I don’t want this anymore

It was enough to stop the argument. She muttered a few concessions and walked away. I didn’t press it. I figured I had gotten what I wanted, and so we let it slide. I kept working. She didn’t say anything. Neither did I. We were scared we might fight again—fight tooth and nail, the way we’d said we never would. We kept it like that for a while, brooding.

But the thought stayed. It watched and waited, feeding and growing in that dark corner of her mind, as if the spider in the bathtub had hidden an egg sac just ready to burst with hundreds of tiny eight-legged offspring ready to crawl all over our marriage. Every once in a while I saw the thought poke its head out into the daylight, in the form of a word, a gesture, a gift that tried to reel me back into a domestic web, away from the hours of jungle-like reports and transcripts and budgets. I never said anything. Like her, I didn’t want to fight. The tense silence of a night where neither of us touched the other was endurable—why risk that with a fight?

But tense silence didn’t last.

So we did fight. We fought hard. A few months of pent-up loneliness, fear, insecurity makes for a hell of a lot of pressure on a spider’s egg sac. And I’m a lawyer. I know how to argue when I want to, when I feel like I have nothing to lose. I know how to make someone feel like they’ve lost an argument before it’s even begun.

For a month we fought. Pretty much every night by the end of it. We tried couples’ counselling a couple of times, but it didn’t really work. And by the time we were tired of fighting, silent exhaustion was all that was left.

I came home from the office one day to find the house almost empty. It was jarring how much space was left. I looked around for the bookshelf on the far wall and the paintings Lia had made to hang in the dining room.

She was standing in the kitchen with a glass of wine in her hand. She turned to look at me as I walked in.

“You’re leaving?”

“Yeah,” she whispered. She looked like she was about to cry.

I nodded.

“I dunno, Kev, I just… this wasn’t what I thought being married to you was going to be like.”

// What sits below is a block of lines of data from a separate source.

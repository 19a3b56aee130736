//! # Memory Budget
//!
//! Shared accounting of bytes held in chunk buffers.
//!
//! Every bucket of an allocator reserves from the same budget before it
//! grows and returns the bytes when a chunk is released. A budget without
//! a limit only counts.

use std::sync::atomic::{AtomicUsize, Ordering};

use crate::error::{AllocError, AllocResult};

/// Byte counter with an optional ceiling.
#[derive(Debug, Default)]
pub struct MemoryBudget {
    /// Bytes currently reserved by live chunks.
    used: AtomicUsize,
    /// Ceiling, if any.
    limit: Option<usize>,
}

impl MemoryBudget {
    /// Creates a budget. `None` means unlimited.
    #[must_use]
    pub const fn new(limit: Option<usize>) -> Self {
        Self {
            used: AtomicUsize::new(0),
            limit,
        }
    }

    /// Bytes currently reserved.
    #[inline]
    #[must_use]
    pub fn used(&self) -> usize {
        self.used.load(Ordering::Relaxed)
    }

    /// The configured ceiling.
    #[inline]
    #[must_use]
    pub const fn limit(&self) -> Option<usize> {
        self.limit
    }

    /// Reserves `bytes`, failing if the ceiling would be exceeded.
    ///
    /// # Errors
    ///
    /// Returns [`AllocError::AllocationFailure`] when the reservation does
    /// not fit.
    pub fn try_reserve(&self, bytes: usize) -> AllocResult<()> {
        let Some(limit) = self.limit else {
            self.used.fetch_add(bytes, Ordering::Relaxed);
            return Ok(());
        };

        self.used
            .fetch_update(Ordering::AcqRel, Ordering::Acquire, |used| {
                used.checked_add(bytes).filter(|&total| total <= limit)
            })
            .map(|_| ())
            .map_err(|_| AllocError::AllocationFailure { bytes })
    }

    /// Returns `bytes` previously reserved.
    #[inline]
    pub fn release(&self, bytes: usize) {
        let previous = self.used.fetch_sub(bytes, Ordering::AcqRel);
        debug_assert!(previous >= bytes, "budget released more than reserved");
    }
}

I put my briefcase on the counter and walked around beside the stove. “What did you think it would be like?”

She shook her head slowly and sighed. “Fulfilling, I guess? I dunno. I think I was just looking for something more; something you just… don’t wanna give me.”

I nodded.

“I’m sorry, I just… I can’t be just another part of your life’s portfolio. I feel like that’s how you see me. And I can’t do it anymore.”